> **YOUR ASSIGNMENT**
The answer must consist of every line from the data that holds the string "audio".

** THE RECORDS follows **

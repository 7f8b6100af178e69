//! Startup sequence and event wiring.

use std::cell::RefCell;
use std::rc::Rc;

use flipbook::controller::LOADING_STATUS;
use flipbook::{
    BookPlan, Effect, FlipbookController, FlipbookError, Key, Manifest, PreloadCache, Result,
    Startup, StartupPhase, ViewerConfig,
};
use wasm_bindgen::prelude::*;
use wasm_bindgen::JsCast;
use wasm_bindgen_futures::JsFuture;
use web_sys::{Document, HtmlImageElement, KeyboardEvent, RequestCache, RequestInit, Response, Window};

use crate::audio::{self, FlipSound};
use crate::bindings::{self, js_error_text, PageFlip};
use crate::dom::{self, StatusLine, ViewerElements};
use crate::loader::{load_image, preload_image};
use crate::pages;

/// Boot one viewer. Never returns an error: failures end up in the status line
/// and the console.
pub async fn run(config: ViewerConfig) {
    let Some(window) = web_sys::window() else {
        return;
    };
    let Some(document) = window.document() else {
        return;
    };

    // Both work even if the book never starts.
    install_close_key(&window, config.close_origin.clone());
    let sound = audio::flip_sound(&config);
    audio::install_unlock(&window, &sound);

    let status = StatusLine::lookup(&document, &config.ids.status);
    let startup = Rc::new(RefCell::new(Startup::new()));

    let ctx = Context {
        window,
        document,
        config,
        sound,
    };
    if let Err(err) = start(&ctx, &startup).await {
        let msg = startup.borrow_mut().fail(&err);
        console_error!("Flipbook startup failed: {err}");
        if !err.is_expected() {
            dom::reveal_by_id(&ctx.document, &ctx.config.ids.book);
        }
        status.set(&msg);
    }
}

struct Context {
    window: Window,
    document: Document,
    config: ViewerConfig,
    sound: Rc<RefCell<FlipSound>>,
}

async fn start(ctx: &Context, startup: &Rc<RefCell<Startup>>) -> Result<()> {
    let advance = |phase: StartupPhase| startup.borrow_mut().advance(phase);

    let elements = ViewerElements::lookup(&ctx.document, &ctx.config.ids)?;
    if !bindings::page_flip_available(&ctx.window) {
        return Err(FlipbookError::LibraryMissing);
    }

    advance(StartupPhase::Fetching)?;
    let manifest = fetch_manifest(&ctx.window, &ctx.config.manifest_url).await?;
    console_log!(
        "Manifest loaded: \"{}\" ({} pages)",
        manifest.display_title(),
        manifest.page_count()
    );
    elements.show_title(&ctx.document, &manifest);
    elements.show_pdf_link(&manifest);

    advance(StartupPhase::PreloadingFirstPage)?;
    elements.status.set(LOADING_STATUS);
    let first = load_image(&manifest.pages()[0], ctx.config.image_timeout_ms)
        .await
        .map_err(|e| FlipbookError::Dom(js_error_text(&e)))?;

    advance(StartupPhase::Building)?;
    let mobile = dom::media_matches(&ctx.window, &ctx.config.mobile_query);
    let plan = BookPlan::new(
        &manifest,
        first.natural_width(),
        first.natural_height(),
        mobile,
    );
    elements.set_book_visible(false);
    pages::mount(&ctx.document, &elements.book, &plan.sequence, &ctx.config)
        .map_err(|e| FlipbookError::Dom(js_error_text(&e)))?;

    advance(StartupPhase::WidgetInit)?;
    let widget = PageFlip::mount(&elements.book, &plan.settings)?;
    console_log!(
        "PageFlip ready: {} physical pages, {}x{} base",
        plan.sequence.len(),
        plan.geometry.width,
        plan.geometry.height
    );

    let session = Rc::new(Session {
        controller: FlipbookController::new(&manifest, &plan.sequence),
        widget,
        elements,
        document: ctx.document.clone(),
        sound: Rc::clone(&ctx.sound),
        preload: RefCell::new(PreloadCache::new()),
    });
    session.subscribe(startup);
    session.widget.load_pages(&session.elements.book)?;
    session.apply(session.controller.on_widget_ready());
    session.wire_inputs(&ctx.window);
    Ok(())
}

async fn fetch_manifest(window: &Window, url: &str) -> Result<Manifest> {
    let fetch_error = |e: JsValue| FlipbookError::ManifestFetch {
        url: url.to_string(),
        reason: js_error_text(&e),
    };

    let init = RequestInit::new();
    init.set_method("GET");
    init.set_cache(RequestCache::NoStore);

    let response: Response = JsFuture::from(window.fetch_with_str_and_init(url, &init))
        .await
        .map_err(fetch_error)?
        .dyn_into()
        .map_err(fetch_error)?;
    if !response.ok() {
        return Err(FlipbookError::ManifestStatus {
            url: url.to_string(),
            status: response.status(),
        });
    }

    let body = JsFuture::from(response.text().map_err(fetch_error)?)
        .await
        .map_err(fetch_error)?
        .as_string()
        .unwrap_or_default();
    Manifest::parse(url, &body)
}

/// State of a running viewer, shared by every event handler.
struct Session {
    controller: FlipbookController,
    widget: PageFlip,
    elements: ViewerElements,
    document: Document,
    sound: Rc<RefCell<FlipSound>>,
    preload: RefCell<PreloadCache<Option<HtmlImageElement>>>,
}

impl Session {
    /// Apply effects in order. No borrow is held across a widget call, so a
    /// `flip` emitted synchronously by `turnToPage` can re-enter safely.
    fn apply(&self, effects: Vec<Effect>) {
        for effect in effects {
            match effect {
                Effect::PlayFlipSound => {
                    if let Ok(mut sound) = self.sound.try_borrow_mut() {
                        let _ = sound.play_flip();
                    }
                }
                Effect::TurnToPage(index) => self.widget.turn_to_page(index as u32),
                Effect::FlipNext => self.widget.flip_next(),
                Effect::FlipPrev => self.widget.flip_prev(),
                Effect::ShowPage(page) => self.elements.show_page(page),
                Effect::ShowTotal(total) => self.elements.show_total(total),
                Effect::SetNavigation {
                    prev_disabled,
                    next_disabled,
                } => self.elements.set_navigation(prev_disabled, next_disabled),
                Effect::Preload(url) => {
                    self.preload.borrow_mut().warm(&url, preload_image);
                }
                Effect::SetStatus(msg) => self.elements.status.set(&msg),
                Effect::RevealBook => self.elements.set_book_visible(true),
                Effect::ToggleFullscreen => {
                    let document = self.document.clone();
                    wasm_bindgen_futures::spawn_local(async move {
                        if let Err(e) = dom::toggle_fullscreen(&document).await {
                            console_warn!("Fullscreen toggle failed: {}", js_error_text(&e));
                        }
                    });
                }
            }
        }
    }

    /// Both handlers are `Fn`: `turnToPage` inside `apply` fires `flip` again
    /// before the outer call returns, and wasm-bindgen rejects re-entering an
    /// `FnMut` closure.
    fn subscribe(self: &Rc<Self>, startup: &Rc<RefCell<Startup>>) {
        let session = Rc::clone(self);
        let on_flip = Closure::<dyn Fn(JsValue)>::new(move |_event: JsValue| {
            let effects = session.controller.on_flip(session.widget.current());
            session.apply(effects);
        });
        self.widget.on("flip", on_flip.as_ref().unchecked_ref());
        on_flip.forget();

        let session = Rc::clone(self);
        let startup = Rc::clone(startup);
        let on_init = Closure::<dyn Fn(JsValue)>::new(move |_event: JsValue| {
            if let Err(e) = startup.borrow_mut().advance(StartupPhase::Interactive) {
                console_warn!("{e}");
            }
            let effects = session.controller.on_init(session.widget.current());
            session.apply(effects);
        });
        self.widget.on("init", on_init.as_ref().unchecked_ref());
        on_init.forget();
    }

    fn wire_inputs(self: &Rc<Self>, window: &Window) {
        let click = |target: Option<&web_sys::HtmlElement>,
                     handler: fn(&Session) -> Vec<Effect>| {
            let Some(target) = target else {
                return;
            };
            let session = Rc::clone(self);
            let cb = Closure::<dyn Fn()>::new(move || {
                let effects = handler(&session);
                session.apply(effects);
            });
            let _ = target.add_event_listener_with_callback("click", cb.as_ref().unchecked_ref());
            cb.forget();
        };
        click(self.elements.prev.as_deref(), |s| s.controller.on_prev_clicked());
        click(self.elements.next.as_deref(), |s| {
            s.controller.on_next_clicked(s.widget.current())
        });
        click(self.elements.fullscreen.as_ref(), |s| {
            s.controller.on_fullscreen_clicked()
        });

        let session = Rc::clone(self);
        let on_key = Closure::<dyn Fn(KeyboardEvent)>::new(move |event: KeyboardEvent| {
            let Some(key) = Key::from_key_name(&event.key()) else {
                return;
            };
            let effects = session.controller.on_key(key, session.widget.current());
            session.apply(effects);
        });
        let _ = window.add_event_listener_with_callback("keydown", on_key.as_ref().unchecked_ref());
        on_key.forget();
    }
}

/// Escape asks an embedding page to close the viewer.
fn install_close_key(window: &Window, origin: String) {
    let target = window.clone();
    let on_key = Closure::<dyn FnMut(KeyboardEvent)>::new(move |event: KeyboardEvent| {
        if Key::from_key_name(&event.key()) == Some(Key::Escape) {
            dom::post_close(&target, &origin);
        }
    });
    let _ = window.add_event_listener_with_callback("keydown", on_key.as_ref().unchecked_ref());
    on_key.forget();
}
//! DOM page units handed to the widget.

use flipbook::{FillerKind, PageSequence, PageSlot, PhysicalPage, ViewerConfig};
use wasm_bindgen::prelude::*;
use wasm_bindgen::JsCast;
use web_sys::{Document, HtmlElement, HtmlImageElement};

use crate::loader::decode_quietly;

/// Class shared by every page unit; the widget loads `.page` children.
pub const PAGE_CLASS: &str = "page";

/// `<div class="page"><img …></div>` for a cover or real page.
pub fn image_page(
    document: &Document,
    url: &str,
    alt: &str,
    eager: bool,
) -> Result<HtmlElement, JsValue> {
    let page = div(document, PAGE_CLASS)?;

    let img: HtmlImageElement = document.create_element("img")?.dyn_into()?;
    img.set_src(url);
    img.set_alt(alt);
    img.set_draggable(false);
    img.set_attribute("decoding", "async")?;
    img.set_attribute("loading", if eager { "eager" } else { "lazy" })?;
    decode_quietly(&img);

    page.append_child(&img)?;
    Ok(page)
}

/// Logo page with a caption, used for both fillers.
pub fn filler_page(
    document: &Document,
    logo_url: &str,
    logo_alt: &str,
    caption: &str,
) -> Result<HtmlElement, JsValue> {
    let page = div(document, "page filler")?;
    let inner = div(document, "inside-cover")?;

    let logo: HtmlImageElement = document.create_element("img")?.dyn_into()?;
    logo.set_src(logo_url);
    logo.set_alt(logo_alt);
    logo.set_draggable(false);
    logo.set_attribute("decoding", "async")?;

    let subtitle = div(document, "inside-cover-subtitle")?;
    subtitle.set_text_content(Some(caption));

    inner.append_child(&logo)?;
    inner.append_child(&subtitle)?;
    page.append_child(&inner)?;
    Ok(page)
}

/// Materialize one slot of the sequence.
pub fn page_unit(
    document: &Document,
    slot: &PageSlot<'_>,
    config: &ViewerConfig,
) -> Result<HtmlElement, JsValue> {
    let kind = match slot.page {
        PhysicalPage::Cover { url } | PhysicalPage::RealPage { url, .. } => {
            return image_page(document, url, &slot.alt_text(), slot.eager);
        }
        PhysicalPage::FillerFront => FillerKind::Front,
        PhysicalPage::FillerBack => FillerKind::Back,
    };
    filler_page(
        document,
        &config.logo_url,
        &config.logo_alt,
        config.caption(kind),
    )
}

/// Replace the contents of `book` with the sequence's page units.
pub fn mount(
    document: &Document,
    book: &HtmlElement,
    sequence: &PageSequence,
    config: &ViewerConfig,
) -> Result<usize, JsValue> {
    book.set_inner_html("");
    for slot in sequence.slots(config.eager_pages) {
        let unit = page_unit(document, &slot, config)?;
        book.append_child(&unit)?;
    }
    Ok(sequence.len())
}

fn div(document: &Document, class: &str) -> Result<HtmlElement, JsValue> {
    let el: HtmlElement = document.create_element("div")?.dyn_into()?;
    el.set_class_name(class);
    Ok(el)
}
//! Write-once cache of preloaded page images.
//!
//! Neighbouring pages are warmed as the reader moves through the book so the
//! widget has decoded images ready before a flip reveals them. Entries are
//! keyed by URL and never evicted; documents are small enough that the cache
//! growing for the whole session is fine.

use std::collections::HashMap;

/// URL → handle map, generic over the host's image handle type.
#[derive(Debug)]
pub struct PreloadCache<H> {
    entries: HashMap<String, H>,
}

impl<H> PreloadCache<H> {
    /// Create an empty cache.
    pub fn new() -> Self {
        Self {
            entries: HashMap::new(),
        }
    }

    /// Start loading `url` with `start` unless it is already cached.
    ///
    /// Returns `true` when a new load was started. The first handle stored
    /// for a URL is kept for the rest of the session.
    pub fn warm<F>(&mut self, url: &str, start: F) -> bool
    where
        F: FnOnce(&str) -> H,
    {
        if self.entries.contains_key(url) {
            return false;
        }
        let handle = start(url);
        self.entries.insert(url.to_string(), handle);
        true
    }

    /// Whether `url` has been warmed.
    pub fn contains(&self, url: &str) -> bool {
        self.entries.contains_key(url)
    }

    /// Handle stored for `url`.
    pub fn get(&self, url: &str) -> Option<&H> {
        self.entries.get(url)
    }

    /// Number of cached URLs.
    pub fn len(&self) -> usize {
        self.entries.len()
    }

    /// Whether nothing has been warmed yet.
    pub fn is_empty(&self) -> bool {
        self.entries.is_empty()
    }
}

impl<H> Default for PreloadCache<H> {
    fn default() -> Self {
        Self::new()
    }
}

** End of THE RECORDS **

> **ANSWER BOX**
use crate::audio::{self, FlipSound};
    let sound = audio::flip_sound(&config);
    audio::install_unlock(&window, &sound);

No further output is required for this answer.